Spirit got its start in the early 80s, flying passengers on charter routes to and from casinos in Las Vegas and Atlantic City. Eventually, it rebranded as a commercial operator with a fleet of planes painted its signature yellow, and revenues climbed throughout the 2010s as customers flocked to its business model of offering rock-bottom prices with few frills and high fees for add-ons such as checked bags.

But even as Spirit and other smaller operators have gained market share, there’s a huge gap between them and the largest carriers, who together control nearly 70% of the American market. Delta, United, Southwest, and American have staked out a dominant position atop the airline industry, which is currently the most consolidated it’s ever been in its 100-year history.

As Christie sees it, the government isn’t doing anything to help—in fact, it’s actively blocking competition by intervening in mergers such as the Spirit-JetBlue deal.

“We still feel strongly it was a serious misreading of both the evidence and the law for the federal court to enjoin our merger with JetBlue. And aside from the waste of taxpayer funds and the damage done to two proud companies through this process, the fact that DOJ even brought a case to block a merger between two carriers with less than 8% combined market share just shows how uninformed the government is about our dynamic airline business, particularly in the post-COVID era,” Christie said.

The federal government diverted some $54 billion in funding to commercial airlines during the pandemic, much of it to the Big Four operators. Government loans and subsidies aside, Christie pointed out that the Big Four airlines lean heavily on international routes and bank partnerships to stay afloat.

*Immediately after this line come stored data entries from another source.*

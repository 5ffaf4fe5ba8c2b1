// SPDX-License-Identifier: MPL-2.0
use crate::config::Config;
use fluent_bundle::{FluentArgs, FluentBundle, FluentResource};
use rust_embed::RustEmbed;
use std::collections::HashMap;
use unic_langid::{langid, LanguageIdentifier};

#[derive(RustEmbed)]
#[folder = "assets/i18n/"]
struct Asset;

const DEFAULT_LOCALE: LanguageIdentifier = langid!("en-US");

pub struct I18n {
    bundles: HashMap<LanguageIdentifier, FluentBundle<FluentResource>>,
    pub available_locales: Vec<LanguageIdentifier>,
    current_locale: LanguageIdentifier,
}

impl std::fmt::Debug for I18n {
    fn fmt(&self, f: &mut std::fmt::Formatter<'_>) -> std::fmt::Result {
        f.debug_struct("I18n")
            .field("available_locales", &self.available_locales)
            .field("current_locale", &self.current_locale)
            .finish()
    }
}

impl Default for I18n {
    fn default() -> Self {
        Self::new(None, &Config::default())
    }
}

impl I18n {
    pub fn new(cli_lang: Option<String>, config: &Config) -> Self {
        let mut bundles = HashMap::new();
        let mut available_locales = Vec::new();

        for file in Asset::iter() {
            let filename = file.as_ref();
            let Some(locale_str) = filename.strip_suffix(".ftl") else {
                continue;
            };
            let Ok(locale) = locale_str.parse::<LanguageIdentifier>() else {
                tracing::warn!(file = filename, "ignoring translation with invalid locale name");
                continue;
            };
            let Some(content) = Asset::get(filename) else {
                continue;
            };

            let source = String::from_utf8_lossy(content.data.as_ref()).to_string();
            let resource = match FluentResource::try_new(source) {
                Ok(resource) => resource,
                Err((resource, errors)) => {
                    tracing::warn!(file = filename, errors = errors.len(), "translation has syntax errors");
                    resource
                }
            };
            let mut bundle = FluentBundle::new(vec![locale.clone()]);
            // Isolation marks render as boxes in the GUI font.
            bundle.set_use_isolating(false);
            if let Err(errors) = bundle.add_resource(resource) {
                tracing::warn!(file = filename, errors = errors.len(), "duplicate translation keys");
            }
            bundles.insert(locale.clone(), bundle);
            available_locales.push(locale);
        }
        available_locales.sort_by_key(ToString::to_string);

        let current_locale =
            resolve_locale(cli_lang, config, &available_locales).unwrap_or(DEFAULT_LOCALE);

        Self {
            bundles,
            available_locales,
            current_locale,
        }
    }

    pub fn set_locale(&mut self, locale: LanguageIdentifier) {
        if self.bundles.contains_key(&locale) {
            self.current_locale = locale;
        }
    }

    #[must_use]
    pub fn current_locale(&self) -> &LanguageIdentifier {
        &self.current_locale
    }

    pub fn tr(&self, key: &str) -> String {
        self.format(key, None)
    }

    /// Translates `key`, substituting `{ $name }` placeholders from `args`.
    pub fn tr_with_args(&self, key: &str, args: &[(&str, &str)]) -> String {
        let mut fluent_args = FluentArgs::new();
        for (name, value) in args {
            fluent_args.set(*name, *value);
        }
        self.format(key, Some(&fluent_args))
    }

    fn format(&self, key: &str, args: Option<&FluentArgs<'_>>) -> String {
        if let Some(bundle) = self.bundles.get(&self.current_locale) {
            if let Some(msg) = bundle.get_message(key) {
                if let Some(pattern) = msg.value() {
                    let mut errors = vec![];
                    let value = bundle.format_pattern(pattern, args, &mut errors);
                    if errors.is_empty() {
                        return value.to_string();
                    }
                }
            }
        }
        format!("MISSING: {}", key)
    }
}

fn resolve_locale(
    cli_lang: Option<String>,
    config: &Config,
    available: &[LanguageIdentifier],
) -> Option<LanguageIdentifier> {
    let os_lang = sys_locale::get_locale();

    [cli_lang, config.general.language.clone(), os_lang]
        .into_iter()
        .flatten()
        .filter_map(|lang| lang.parse::<LanguageIdentifier>().ok())
        .find(|lang| available.contains(lang))
}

“If you strip away what appears to be a very lucrative transatlantic market and the credit card based revenue of the loyalty programs of the bigger airlines, if you take those things out, they’re losing money,” Christie said.

Spirit’s stock plunged by 10% following its earnings release, in which it projected a 2% hit to its margins this year and cited weakness in its revenues from the Central and Latin American markets.

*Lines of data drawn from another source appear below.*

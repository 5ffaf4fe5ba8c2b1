// SPDX-License-Identifier: MPL-2.0
//! Location of the configuration directory.
//!
//! # Resolution Order
//!
//! 1. **Explicit override** - parameter to [`get_app_config_dir_with_override`] (for tests)
//! 2. **CLI argument** (`--config-dir`) - set via [`init_cli_override`]
//! 3. **Environment variable** (`CAT_GALLERY_CONFIG_DIR`)
//! 4. **Platform default** - via `dirs` crate
//!
//! The CLI override should be initialized once at startup:
//! ```ignore
//! paths::init_cli_override(flags.config_dir);
//! ```

use std::path::PathBuf;
use std::sync::OnceLock;

/// Application name used for directory naming.
const APP_NAME: &str = "CatGallery";

/// Environment variable to override the config directory.
pub const ENV_CONFIG_DIR: &str = "CAT_GALLERY_CONFIG_DIR";

/// Global CLI override for config directory (set once at startup).
static CLI_CONFIG_DIR: OnceLock<Option<PathBuf>> = OnceLock::new();

/// Records the `--config-dir` CLI argument.
///
/// Only the first call has an effect; later calls are ignored with a warning.
pub fn init_cli_override(config_dir: Option<String>) {
    if CLI_CONFIG_DIR.set(config_dir.map(PathBuf::from)).is_err() {
        tracing::warn!("config dir override already initialized");
    }
}

fn get_cli_config_dir() -> Option<PathBuf> {
    CLI_CONFIG_DIR.get().and_then(Clone::clone)
}

/// Returns the application config directory (where `settings.toml` lives).
///
/// Platform defaults:
/// - Linux: `~/.config/CatGallery/`
/// - macOS: `~/Library/Application Support/CatGallery/`
/// - Windows: `C:\Users\<User>\AppData\Roaming\CatGallery\`
///
/// Returns `None` if the config directory cannot be determined (rare edge case).
pub fn get_app_config_dir() -> Option<PathBuf> {
    get_app_config_dir_with_override(None)
}

/// Returns the application config directory with an optional override that
/// takes priority over everything else.
pub fn get_app_config_dir_with_override(override_path: Option<PathBuf>) -> Option<PathBuf> {
    if let Some(path) = override_path {
        return Some(path);
    }

    if let Some(path) = get_cli_config_dir() {
        return Some(path);
    }

    if let Ok(env_path) = std::env::var(ENV_CONFIG_DIR) {
        if !env_path.is_empty() {
            return Some(PathBuf::from(env_path));
        }
    }

    dirs::config_dir().map(|mut path| {
        path.push(APP_NAME);
        path
    })
}

#[cfg(test)]
mod tests {
    use super::*;
    use std::sync::Mutex;

    // Mutex to prevent parallel tests from interfering with each other's env vars
    static ENV_MUTEX: Mutex<()> = Mutex::new(());

    #[test]
    fn app_config_dir_contains_app_name() {
        let _lock = ENV_MUTEX.lock().unwrap();
        std::env::remove_var(ENV_CONFIG_DIR);

        if let Some(path) = get_app_config_dir() {
            assert!(
                path.to_string_lossy().contains(APP_NAME),
                "App config dir should contain app name"
            );
        }
    }

    #[test]
    fn override_path_takes_precedence_for_config_dir() {
        let override_path = PathBuf::from("/custom/config/path");
        let result = get_app_config_dir_with_override(Some(override_path.clone()));
        assert_eq!(result, Some(override_path));
    }

    #[test]
    fn env_var_overrides_default_config_dir() {
        let _lock = ENV_MUTEX.lock().unwrap();
        let test_path = "/test/config/dir";
        std::env::set_var(ENV_CONFIG_DIR, test_path);

        let result = get_app_config_dir();
        assert_eq!(result, Some(PathBuf::from(test_path)));

        std::env::remove_var(ENV_CONFIG_DIR);
    }

    #[test]
    fn empty_env_var_uses_default() {
        let _lock = ENV_MUTEX.lock().unwrap();
        std::env::set_var(ENV_CONFIG_DIR, "");

        if let Some(path) = get_app_config_dir() {
            assert!(path.to_string_lossy().contains(APP_NAME));
        }

        std::env::remove_var(ENV_CONFIG_DIR);
    }
}
// SPDX-License-Identifier: MPL-2.0
//! Gallery controller.
//!
//! Owns everything the gallery screen shows (breed selector, carousel, info
//! panel, progress bar and pointer state) and the transitions between them.
//! Each operation is split in two halves: `begin_*` records that a request
//! was issued and hands back a [`RequestTicket`], `finish_*` applies the
//! response. The HTTP call itself happens in between, in an async task, so
//! the controller can be driven from tests without a window or a runtime.
//!
//! Responses carrying a ticket that is no longer current are dropped, which
//! keeps a slow response for a previously selected breed from overwriting
//! the view of the breed selected afterwards.

mod info_panel;
mod progress;
mod sequence;

pub use info_panel::InfoEntry;
pub use progress::ProgressIndicator;
pub use sequence::{RequestSequence, RequestTicket};

use crate::api::{
    ApiResult, Breed, BreedId, CatApi, CatImage, DownloadProgress, Favourite, FavouriteId,
    ImageId,
};
use crate::ui::carousel::Carousel;
use std::collections::HashSet;

/// What the carousel currently shows.
#[derive(Debug, Clone, PartialEq, Eq, Default)]
pub enum ViewMode {
    #[default]
    Empty,
    Breed(BreedId),
    Favourites,
}

/// Pixel download owed to a carousel item after a render.
#[derive(Debug, Clone, PartialEq, Eq)]
pub struct ImageLoad {
    pub ticket: RequestTicket,
    pub index: usize,
    pub url: String,
}

/// Parameters of an image search issued by [`GalleryController::begin_breed_images`].
#[derive(Debug, Clone, PartialEq, Eq)]
pub struct ImageSearch {
    pub ticket: RequestTicket,
    pub breed: BreedId,
    pub limit: u32,
}

/// Result of a favourite toggle.
#[derive(Debug, Clone, PartialEq, Eq)]
pub enum ToggleOutcome {
    Added(FavouriteId),
    Removed(FavouriteId),
}

/// Reads the favourites, then deletes the one matching `image` or creates a
/// new one when none matches.
///
/// This is a read-then-write sequence; [`GalleryController::begin_toggle`]
/// keeps two toggles of the same image from overlapping.
pub async fn toggle_favourite(api: &dyn CatApi, image: &ImageId) -> ApiResult<ToggleOutcome> {
    let favourites = api.list_favourites().await?;

    match favourites.iter().find(|fav| &fav.image_id == image) {
        Some(existing) => {
            api.remove_favourite(&existing.id).await?;
            Ok(ToggleOutcome::Removed(existing.id.clone()))
        }
        None => {
            let id = api.add_favourite(image).await?;
            Ok(ToggleOutcome::Added(id))
        }
    }
}

#[derive(Debug)]
pub struct GalleryController {
    breeds: Vec<Breed>,
    selected: Option<BreedId>,
    carousel: Carousel,
    info_panel: Vec<InfoEntry>,
    progress: ProgressIndicator,
    sequence: RequestSequence,
    mode: ViewMode,
    pending_toggles: HashSet<ImageId>,
    image_limit: u32,
}

impl GalleryController {
    #[must_use]
    pub fn new(image_limit: u32) -> Self {
        Self {
            breeds: Vec::new(),
            selected: None,
            carousel: Carousel::new(),
            info_panel: Vec::new(),
            progress: ProgressIndicator::new(),
            sequence: RequestSequence::new(),
            mode: ViewMode::Empty,
            pending_toggles: HashSet::new(),
            image_limit,
        }
    }

    #[must_use]
    pub fn breeds(&self) -> &[Breed] {
        &self.breeds
    }

    /// The selector entry matching the current selection.
    #[must_use]
    pub fn selected_breed(&self) -> Option<&Breed> {
        let selected = self.selected.as_ref()?;
        self.breeds.iter().find(|breed| &breed.id == selected)
    }

    #[must_use]
    pub fn carousel(&self) -> &Carousel {
        &self.carousel
    }

    pub fn carousel_mut(&mut self) -> &mut Carousel {
        &mut self.carousel
    }

    #[must_use]
    pub fn info_panel(&self) -> &[InfoEntry] {
        &self.info_panel
    }

    #[must_use]
    pub fn progress(&self) -> &ProgressIndicator {
        &self.progress
    }

    #[must_use]
    pub fn mode(&self) -> &ViewMode {
        &self.mode
    }

    #[must_use]
    pub fn image_limit(&self) -> u32 {
        self.image_limit
    }

    // ------------------------------------------------------------------
    // Breed list
    // ------------------------------------------------------------------

    pub fn begin_breed_list(&mut self) -> RequestTicket {
        self.progress.begin();
        self.sequence.issue()
    }

    /// Fills the selector and returns the breed whose images should load
    /// next (the first one), if any.
    ///
    /// The selector is filled even when a newer request has taken over the
    /// carousel; only the first-breed image load is skipped then.
    pub fn finish_breed_list(
        &mut self,
        ticket: RequestTicket,
        result: ApiResult<Vec<Breed>>,
    ) -> Option<BreedId> {
        let current = self.complete(ticket, "first breed images");

        let breeds = match result {
            Ok(breeds) => breeds,
            Err(err) => {
                tracing::error!(error = %err, "error fetching breeds");
                return None;
            }
        };

        tracing::info!(count = breeds.len(), "breed list loaded");
        self.breeds = breeds;
        let first = self.breeds.first().map(|breed| breed.id.clone());
        if first.is_none() {
            tracing::warn!("breed list is empty");
        }
        first.filter(|_| current)
    }

    // ------------------------------------------------------------------
    // Breed images
    // ------------------------------------------------------------------

    /// Selects `breed` and issues the image search for it.
    pub fn begin_breed_images(&mut self, breed: BreedId) -> ImageSearch {
        self.selected = Some(breed.clone());
        self.progress.begin();
        ImageSearch {
            ticket: self.sequence.issue(),
            breed,
            limit: self.image_limit,
        }
    }

    /// Applies download progress of the current image search.
    pub fn update_progress(&mut self, ticket: RequestTicket, progress: DownloadProgress) {
        if self.sequence.is_current(ticket) {
            self.progress.update(progress);
        }
    }

    /// Replaces the carousel and info panel with `result`.
    pub fn finish_breed_images(
        &mut self,
        search: &ImageSearch,
        result: ApiResult<Vec<CatImage>>,
    ) -> Vec<ImageLoad> {
        if !self.complete(search.ticket, "breed images") {
            return Vec::new();
        }

        let images = match result {
            Ok(images) => images,
            Err(err) => {
                tracing::error!(breed = %search.breed, error = %err, "error fetching breed images");
                return Vec::new();
            }
        };

        self.carousel.clear();
        self.info_panel.clear();
        self.mode = ViewMode::Breed(search.breed.clone());

        let mut loads = Vec::with_capacity(images.len());
        for image in &images {
            let index = self
                .carousel
                .add_image(image.url.clone(), image.id.clone(), None);
            let entry = InfoEntry::from_image(image);
            if entry.is_placeholder {
                tracing::warn!(image = %image.id, breed = %search.breed, "image has no breed metadata");
            }
            self.info_panel.push(entry);
            loads.push(ImageLoad {
                ticket: search.ticket,
                index,
                url: image.url.clone(),
            });
        }
        loads
    }

    // ------------------------------------------------------------------
    // Favourites view
    // ------------------------------------------------------------------

    pub fn begin_favourites(&mut self) -> RequestTicket {
        self.progress.begin();
        self.sequence.issue()
    }

    /// Replaces the carousel with the favourited images and empties the info
    /// panel.
    pub fn finish_favourites(
        &mut self,
        ticket: RequestTicket,
        result: ApiResult<Vec<Favourite>>,
    ) -> Vec<ImageLoad> {
        if !self.complete(ticket, "favourites") {
            return Vec::new();
        }

        let favourites = match result {
            Ok(favourites) => favourites,
            Err(err) => {
                tracing::error!(error = %err, "error fetching favourites");
                return Vec::new();
            }
        };

        self.carousel.clear();
        self.info_panel.clear();
        self.mode = ViewMode::Favourites;

        let mut loads = Vec::with_capacity(favourites.len());
        for favourite in favourites {
            let Some(url) = favourite.image.url else {
                tracing::warn!(favourite = %favourite.id, "favourite has no image URL, skipping");
                continue;
            };
            let index = self
                .carousel
                .add_image(url.clone(), favourite.image_id, Some(true));
            loads.push(ImageLoad { ticket, index, url });
        }
        loads
    }

    // ------------------------------------------------------------------
    // Favourite toggle
    // ------------------------------------------------------------------

    /// Registers a toggle for `image`. Returns false when a toggle for the
    /// same image is still running.
    pub fn begin_toggle(&mut self, image: &ImageId) -> bool {
        if !self.pending_toggles.insert(image.clone()) {
            tracing::debug!(image = %image, "favourite toggle already in flight, ignoring");
            return false;
        }
        self.progress.begin();
        true
    }

    pub fn finish_toggle(&mut self, image: &ImageId, result: ApiResult<ToggleOutcome>) {
        self.pending_toggles.remove(image);
        self.progress.finish();

        match result {
            Ok(ToggleOutcome::Added(id)) => {
                tracing::info!(image = %image, favourite = %id, "added image to favourites");
                self.carousel.set_favourite(image, true);
            }
            Ok(ToggleOutcome::Removed(id)) => {
                tracing::info!(image = %image, favourite = %id, "removed image from favourites");
                self.carousel.set_favourite(image, false);
            }
            Err(err) => {
                tracing::error!(image = %image, error = %err, "error toggling favourite");
            }
        }
    }

    // ------------------------------------------------------------------
    // Image pixels
    // ------------------------------------------------------------------

    /// Hands downloaded bytes to the carousel if the render they belong to
    /// is still on screen.
    pub fn finish_image_load(&mut self, load: &ImageLoad, result: ApiResult<Vec<u8>>) {
        if !self.sequence.is_current(load.ticket) {
            return;
        }
        match result {
            Ok(bytes) => {
                self.carousel.set_image(load.index, bytes);
            }
            Err(err) => {
                tracing::warn!(url = %load.url, error = %err, "failed to download image");
                self.carousel.set_failed(load.index);
            }
        }
    }

    /// Settles the progress bar for a finished request and reports whether
    /// its ticket is still current. Superseded requests only release the busy
    /// pointer.
    fn complete(&mut self, ticket: RequestTicket, what: &str) -> bool {
        let current = self.sequence.is_current(ticket);
        if current {
            self.progress.finish();
        } else {
            self.progress.release();
            tracing::debug!(ticket = ticket.value(), what, "discarding superseded response");
        }
        current
    }
}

“The first quarter was a bit of an emotional roller coaster,” said CFO Scott M. Haralson.

Christie argued that a Spirit-JetBlue merger would have presented a legitimate competitive challenge to the dominant airlines—each company currently controls around 5% of the domestic market, meaning their combined share would be about half of each of the Big Four carriers. Airline consolidation has largely helped customers in the form of cheaper tickets: air fares are down more 30% on average over the past 25 years, according to federal data. The airline industry also offers roughly 50% more seat miles—a statistic that takes into account both new routes and flight frequency—than it did in 2000. But the number of flights that are delayed, around 20%, hasn’t budged for a decade.